Saved data entries
# # # #

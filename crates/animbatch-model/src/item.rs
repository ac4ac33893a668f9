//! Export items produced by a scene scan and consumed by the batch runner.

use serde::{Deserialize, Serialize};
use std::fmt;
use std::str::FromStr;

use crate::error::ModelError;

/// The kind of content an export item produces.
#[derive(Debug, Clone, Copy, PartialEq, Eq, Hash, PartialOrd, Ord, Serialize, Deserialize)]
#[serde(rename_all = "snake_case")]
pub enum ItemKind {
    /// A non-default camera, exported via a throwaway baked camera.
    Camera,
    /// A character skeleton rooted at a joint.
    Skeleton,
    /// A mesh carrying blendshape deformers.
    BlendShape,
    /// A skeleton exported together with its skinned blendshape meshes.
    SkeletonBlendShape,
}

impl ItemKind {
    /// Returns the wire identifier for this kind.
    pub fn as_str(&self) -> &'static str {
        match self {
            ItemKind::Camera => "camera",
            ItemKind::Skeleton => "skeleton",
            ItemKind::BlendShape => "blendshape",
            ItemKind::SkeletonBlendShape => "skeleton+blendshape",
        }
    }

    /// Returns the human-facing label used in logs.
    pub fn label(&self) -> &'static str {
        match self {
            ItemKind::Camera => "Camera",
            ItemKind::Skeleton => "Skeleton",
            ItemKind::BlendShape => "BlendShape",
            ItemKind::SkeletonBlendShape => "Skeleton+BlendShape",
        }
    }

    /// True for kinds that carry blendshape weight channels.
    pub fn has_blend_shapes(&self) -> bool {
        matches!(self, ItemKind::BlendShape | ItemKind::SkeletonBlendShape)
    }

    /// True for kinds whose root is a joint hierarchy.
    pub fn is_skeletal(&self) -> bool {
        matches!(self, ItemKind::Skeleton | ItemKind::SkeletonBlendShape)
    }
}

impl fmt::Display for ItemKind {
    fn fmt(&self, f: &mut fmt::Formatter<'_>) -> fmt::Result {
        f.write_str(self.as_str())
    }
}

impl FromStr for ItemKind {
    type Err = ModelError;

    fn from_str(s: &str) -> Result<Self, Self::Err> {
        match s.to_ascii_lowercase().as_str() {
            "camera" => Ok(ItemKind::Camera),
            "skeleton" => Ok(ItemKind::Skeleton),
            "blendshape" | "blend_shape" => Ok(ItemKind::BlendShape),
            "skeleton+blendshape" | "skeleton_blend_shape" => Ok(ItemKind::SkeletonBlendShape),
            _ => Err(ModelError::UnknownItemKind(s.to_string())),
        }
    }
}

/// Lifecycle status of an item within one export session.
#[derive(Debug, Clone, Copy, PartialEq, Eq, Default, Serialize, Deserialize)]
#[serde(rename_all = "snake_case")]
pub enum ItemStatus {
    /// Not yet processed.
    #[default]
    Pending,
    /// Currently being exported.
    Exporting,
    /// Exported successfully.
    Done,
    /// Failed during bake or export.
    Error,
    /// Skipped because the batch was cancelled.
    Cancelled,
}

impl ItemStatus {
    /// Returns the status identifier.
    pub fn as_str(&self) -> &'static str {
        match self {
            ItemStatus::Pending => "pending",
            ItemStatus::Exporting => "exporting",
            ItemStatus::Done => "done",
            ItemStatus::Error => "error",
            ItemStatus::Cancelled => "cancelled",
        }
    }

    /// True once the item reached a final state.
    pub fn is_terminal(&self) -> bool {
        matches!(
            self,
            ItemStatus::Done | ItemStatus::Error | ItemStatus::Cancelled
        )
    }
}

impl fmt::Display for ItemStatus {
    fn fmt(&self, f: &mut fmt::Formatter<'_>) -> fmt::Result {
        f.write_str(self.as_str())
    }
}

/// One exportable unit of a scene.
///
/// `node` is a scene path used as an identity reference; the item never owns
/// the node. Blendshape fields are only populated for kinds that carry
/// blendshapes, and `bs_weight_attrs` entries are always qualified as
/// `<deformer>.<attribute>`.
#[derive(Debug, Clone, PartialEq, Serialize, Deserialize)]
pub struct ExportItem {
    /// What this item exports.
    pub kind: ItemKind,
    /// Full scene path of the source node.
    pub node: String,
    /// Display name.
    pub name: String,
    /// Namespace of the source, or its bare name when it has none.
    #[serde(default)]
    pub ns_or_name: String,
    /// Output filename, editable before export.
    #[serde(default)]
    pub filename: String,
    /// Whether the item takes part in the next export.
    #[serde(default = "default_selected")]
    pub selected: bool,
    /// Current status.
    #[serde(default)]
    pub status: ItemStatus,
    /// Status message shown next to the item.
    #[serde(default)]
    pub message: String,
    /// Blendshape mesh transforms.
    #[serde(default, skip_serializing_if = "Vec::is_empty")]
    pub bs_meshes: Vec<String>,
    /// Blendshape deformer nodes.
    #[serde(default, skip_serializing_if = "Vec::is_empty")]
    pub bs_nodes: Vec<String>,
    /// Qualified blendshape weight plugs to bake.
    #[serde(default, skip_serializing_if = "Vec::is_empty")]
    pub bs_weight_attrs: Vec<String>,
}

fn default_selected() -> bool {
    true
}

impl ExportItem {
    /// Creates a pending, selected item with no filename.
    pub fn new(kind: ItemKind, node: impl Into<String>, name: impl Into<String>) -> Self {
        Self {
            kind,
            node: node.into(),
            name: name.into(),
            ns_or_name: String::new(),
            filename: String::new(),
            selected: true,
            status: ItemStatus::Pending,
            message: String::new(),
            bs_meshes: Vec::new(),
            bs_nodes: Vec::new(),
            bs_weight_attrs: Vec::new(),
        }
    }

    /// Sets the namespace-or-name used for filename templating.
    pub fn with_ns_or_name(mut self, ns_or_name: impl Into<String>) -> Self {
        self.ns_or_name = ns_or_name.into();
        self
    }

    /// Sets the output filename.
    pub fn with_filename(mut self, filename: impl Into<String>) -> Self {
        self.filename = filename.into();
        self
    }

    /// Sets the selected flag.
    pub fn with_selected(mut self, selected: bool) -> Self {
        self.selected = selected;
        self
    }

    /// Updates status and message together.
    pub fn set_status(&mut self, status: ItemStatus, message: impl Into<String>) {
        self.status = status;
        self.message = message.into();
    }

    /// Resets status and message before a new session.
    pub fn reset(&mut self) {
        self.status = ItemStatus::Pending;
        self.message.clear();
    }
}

# # # #

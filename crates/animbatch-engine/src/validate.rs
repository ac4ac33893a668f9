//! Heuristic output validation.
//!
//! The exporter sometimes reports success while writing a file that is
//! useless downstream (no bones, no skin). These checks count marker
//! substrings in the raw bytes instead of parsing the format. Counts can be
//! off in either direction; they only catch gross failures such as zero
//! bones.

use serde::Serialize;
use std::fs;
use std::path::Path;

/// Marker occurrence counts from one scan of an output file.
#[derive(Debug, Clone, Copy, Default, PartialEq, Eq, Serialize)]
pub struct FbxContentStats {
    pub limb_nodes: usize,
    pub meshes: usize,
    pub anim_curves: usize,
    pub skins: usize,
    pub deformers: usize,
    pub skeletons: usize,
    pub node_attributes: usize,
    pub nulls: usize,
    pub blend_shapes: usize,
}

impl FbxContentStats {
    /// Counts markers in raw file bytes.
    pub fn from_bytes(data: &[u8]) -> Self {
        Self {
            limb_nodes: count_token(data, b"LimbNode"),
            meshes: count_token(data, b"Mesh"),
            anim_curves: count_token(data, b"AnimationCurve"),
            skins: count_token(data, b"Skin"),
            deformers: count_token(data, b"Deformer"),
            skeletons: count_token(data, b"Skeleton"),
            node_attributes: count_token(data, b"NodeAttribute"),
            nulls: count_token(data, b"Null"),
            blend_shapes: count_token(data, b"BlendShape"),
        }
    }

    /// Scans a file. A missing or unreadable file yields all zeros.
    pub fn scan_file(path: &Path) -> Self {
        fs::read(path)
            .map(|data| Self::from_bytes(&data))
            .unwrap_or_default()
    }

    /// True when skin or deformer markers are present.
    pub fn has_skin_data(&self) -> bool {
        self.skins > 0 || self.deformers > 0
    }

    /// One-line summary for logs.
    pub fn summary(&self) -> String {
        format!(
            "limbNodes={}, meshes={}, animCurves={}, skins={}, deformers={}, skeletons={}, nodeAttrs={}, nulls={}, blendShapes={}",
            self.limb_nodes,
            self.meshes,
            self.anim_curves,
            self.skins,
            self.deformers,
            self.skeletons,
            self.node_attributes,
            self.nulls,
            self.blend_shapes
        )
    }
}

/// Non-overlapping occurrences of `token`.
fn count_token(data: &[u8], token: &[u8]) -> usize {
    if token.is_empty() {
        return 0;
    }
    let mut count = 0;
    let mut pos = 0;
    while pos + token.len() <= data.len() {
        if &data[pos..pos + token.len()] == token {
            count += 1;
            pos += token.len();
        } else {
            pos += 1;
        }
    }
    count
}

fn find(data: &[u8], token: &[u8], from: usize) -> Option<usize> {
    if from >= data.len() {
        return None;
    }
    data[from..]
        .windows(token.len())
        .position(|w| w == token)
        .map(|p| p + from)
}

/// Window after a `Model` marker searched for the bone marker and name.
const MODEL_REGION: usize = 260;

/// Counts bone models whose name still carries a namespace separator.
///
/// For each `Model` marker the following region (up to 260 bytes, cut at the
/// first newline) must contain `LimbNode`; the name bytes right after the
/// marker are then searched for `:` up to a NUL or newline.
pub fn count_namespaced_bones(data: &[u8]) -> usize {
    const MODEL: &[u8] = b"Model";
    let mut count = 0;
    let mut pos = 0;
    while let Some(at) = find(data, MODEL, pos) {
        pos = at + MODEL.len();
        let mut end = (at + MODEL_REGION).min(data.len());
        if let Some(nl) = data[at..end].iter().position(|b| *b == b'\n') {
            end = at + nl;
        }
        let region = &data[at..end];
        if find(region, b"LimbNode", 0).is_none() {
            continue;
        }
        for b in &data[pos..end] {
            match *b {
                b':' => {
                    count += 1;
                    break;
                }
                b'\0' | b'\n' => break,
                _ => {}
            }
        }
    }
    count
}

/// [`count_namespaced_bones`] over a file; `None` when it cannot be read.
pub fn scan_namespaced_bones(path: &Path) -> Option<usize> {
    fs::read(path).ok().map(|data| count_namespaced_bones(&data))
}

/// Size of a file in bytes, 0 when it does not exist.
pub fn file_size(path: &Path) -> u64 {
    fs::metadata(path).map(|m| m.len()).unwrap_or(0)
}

# # # #

**What to produce:** Report every line of the records that contains the word "ModelError".

**Your solution:**
use crate::error::ModelError;
    type Err = ModelError;
            _ => Err(ModelError::UnknownItemKind(s.to_string())),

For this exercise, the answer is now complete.